YOUR TASK:
Which lines below include "SwerveKinematics"? Copy them all.

RECORDS TO USE:
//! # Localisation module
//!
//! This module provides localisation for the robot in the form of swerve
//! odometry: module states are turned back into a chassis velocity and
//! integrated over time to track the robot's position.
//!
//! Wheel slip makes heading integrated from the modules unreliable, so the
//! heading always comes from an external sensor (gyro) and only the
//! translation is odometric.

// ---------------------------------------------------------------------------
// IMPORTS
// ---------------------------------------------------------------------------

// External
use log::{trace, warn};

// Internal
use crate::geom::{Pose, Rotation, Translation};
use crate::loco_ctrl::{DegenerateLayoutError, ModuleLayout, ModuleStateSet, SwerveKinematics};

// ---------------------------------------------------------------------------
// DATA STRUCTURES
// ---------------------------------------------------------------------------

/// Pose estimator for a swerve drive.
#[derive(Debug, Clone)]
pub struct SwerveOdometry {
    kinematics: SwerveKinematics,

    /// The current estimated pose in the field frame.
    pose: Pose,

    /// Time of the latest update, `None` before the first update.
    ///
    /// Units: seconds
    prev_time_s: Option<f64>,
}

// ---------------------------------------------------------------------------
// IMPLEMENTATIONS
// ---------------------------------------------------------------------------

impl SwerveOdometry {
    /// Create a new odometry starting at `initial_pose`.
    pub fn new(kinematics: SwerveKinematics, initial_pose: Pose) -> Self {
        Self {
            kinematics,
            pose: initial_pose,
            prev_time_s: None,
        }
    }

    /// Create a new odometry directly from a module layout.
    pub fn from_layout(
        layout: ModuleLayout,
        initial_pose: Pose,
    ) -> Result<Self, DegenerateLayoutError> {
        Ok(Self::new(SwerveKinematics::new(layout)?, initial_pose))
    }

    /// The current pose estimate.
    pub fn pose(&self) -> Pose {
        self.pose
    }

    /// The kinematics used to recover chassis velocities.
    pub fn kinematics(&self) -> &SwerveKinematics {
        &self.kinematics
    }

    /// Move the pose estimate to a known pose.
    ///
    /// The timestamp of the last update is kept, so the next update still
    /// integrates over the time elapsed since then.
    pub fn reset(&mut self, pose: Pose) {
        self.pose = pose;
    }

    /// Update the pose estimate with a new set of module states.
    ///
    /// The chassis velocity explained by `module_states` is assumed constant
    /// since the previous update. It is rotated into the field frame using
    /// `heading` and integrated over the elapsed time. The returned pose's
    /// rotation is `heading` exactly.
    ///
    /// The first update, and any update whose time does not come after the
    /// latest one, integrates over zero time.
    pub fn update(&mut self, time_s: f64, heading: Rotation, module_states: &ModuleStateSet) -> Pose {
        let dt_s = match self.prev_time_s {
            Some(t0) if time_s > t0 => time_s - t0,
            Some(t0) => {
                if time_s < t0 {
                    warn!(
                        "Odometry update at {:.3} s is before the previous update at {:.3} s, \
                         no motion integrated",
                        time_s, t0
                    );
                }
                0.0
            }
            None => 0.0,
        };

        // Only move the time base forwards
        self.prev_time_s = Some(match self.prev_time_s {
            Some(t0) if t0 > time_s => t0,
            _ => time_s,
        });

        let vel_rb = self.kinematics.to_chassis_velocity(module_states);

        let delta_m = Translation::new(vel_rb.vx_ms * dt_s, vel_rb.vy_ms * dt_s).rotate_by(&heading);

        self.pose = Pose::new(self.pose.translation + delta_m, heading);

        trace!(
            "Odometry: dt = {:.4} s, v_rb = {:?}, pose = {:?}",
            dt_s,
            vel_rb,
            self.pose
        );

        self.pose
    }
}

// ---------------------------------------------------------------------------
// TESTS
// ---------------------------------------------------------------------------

SOLUTION TO THIS EXERCISE:
use crate::loco_ctrl::{DegenerateLayoutError, ModuleLayout, ModuleStateSet, SwerveKinematics};
    kinematics: SwerveKinematics,
    pub fn new(kinematics: SwerveKinematics, initial_pose: Pose) -> Self {
        Ok(Self::new(SwerveKinematics::new(layout)?, initial_pose))
    pub fn kinematics(&self) -> &SwerveKinematics {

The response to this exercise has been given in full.